I approached him and asked in Hindi if I could photograph him. Suddenly a calm smile spread across hitherto blank face and his lips flickered wordlessly with excitement. That was beautiful. I interpreted that as a gesture of willingness. I took a couple of portraits. When he sensed I had done with the last shot, his gesture of willingness changed to one of curiosity, the desire to see the photographs taken. I immediately connected it with his initial discomfort with my photographing him. I wondered if he was mad at all.

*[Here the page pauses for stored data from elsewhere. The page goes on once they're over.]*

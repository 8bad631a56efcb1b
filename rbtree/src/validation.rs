//! Validation and debugging utilities for RBTreeMap.
//!
//! This module contains the invariant checking used by tests after every
//! structural mutation: binary-search-tree ordering under the comparator,
//! the red-black coloring rules, parent-link consistency, and arena-tree
//! count agreement.

use crate::error::{RBTreeError, TreeResult};
use crate::types::{Color, Comparator, NodeId, RBTreeMap, NULL_NODE};

impl<K, V, C: Comparator<K>> RBTreeMap<K, V, C> {
    /// Check if the tree maintains all red-black map invariants.
    /// Returns true if all invariants are satisfied.
    pub fn check_invariants(&self) -> bool {
        self.check_invariants_detailed().is_ok()
    }

    /// Check invariants with detailed error reporting.
    pub fn check_invariants_detailed(&self) -> Result<(), String> {
        if self.root != NULL_NODE {
            let root = self
                .nodes
                .get(self.root)
                .ok_or_else(|| "root id points at a vacant arena slot".to_string())?;
            if root.parent != NULL_NODE {
                return Err("root has a parent link".to_string());
            }
            if root.color != Color::Black {
                return Err("root is red".to_string());
            }
        }

        let mut seen = 0usize;
        self.check_subtree(self.root, None, None, &mut seen)
            .map_err(|e| e.to_string())?;

        if seen != self.len {
            return Err(format!(
                "{} nodes reachable from root but len is {}",
                seen, self.len
            ));
        }
        self.check_arena_tree_consistency().map_err(|e| e.to_string())?;
        self.check_iteration_order()?;
        Ok(())
    }

    /// Check that arena allocation matches the tree structure.
    fn check_arena_tree_consistency(&self) -> TreeResult<()> {
        if self.nodes.allocated_count() != self.len {
            return Err(RBTreeError::corrupted_tree(
                "Arena",
                &format!(
                    "{} allocated slots vs {} entries",
                    self.nodes.allocated_count(),
                    self.len
                ),
            ));
        }
        Ok(())
    }

    /// Check that iteration yields strictly increasing keys and exactly
    /// `len` entries.
    fn check_iteration_order(&self) -> Result<(), String> {
        let mut count = 0usize;
        let mut previous: Option<&K> = None;
        for (key, _) in self.items() {
            if let Some(prev) = previous {
                if !self.comparator.less(prev, key) {
                    return Err(format!("iteration out of order at step {}", count));
                }
            }
            previous = Some(key);
            count += 1;
        }
        if count != self.len {
            return Err(format!(
                "iteration yielded {} entries but len is {}",
                count, self.len
            ));
        }
        Ok(())
    }

    /// Recursively validate the subtree at `id` against its key bounds and
    /// return its black-height. `seen` counts visited nodes and bounds the
    /// walk, so a corrupt link cycle errors out instead of recursing
    /// forever.
    fn check_subtree(
        &self,
        id: NodeId,
        min: Option<&K>,
        max: Option<&K>,
        seen: &mut usize,
    ) -> TreeResult<usize> {
        if id == NULL_NODE {
            // Absent nodes are black leaves.
            return Ok(1);
        }

        *seen += 1;
        if *seen > self.len {
            return Err(RBTreeError::corrupted_tree(
                "Structure",
                "more nodes reachable than entries recorded",
            ));
        }

        let node = self.nodes.get(id).ok_or_else(|| {
            RBTreeError::corrupted_tree("Structure", "child link points at a vacant arena slot")
        })?;

        if let Some(min) = min {
            if !self.comparator.less(min, &node.key) {
                return Err(RBTreeError::corrupted_tree(
                    "Ordering",
                    "key does not order after its left bound",
                ));
            }
        }
        if let Some(max) = max {
            if !self.comparator.less(&node.key, max) {
                return Err(RBTreeError::corrupted_tree(
                    "Ordering",
                    "key does not order before its right bound",
                ));
            }
        }

        for child in [node.left, node.right] {
            if let Some(child_node) = self.nodes.get(child) {
                if child_node.parent != id {
                    return Err(RBTreeError::corrupted_tree(
                        "Links",
                        "child's parent link does not point back",
                    ));
                }
                if node.color == Color::Red && child_node.color == Color::Red {
                    return Err(RBTreeError::corrupted_tree(
                        "Coloring",
                        "red node has a red child",
                    ));
                }
            }
        }

        let left_height = self.check_subtree(node.left, min, Some(&node.key), seen)?;
        let right_height = self.check_subtree(node.right, Some(&node.key), max, seen)?;
        if left_height != right_height {
            return Err(RBTreeError::corrupted_tree(
                "Coloring",
                &format!(
                    "black-height mismatch: {} left vs {} right",
                    left_height, right_height
                ),
            ));
        }

        let own = if node.color == Color::Black { 1 } else { 0 };
        Ok(left_height + own)
    }

    // ============================================================================
    // DEBUGGING AND TESTING UTILITIES
    // ============================================================================

    /// Returns all key-value pairs as a vector (for testing/debugging).
    pub fn slice(&self) -> Vec<(&K, &V)> {
        self.items().collect()
    }
}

He took a few diffident and tentative steps toward me when he read the willingness in my face. I also approached him and showed the pictures. His smile broadened. The portraits were good.
“Where are you from?” I asked him.
“Assam,” said he.
I could not but wonder if he was mad at all.
“Buy something and eat. You must be tired.” I said as I took a ten rupees note out from my wallet and gave it to him.
Cities press their poor out into the streets, under the bridges and into the gutters. Once homeless, your sense comes across as nothing different than insanity and you fall on the edge of humanity with little or no chance of getting back to where you really belong. Once out in the street, you are a nameless part of the city most pathetic landscapes–dust, pieces of paper and other litters, scavenging birds and animals.
I walked on, looking back at the man every now and then, and he looked stiff as if he was trying to resist the temptation to look toward me. When I took the turn I saw him bending to sit where he had been.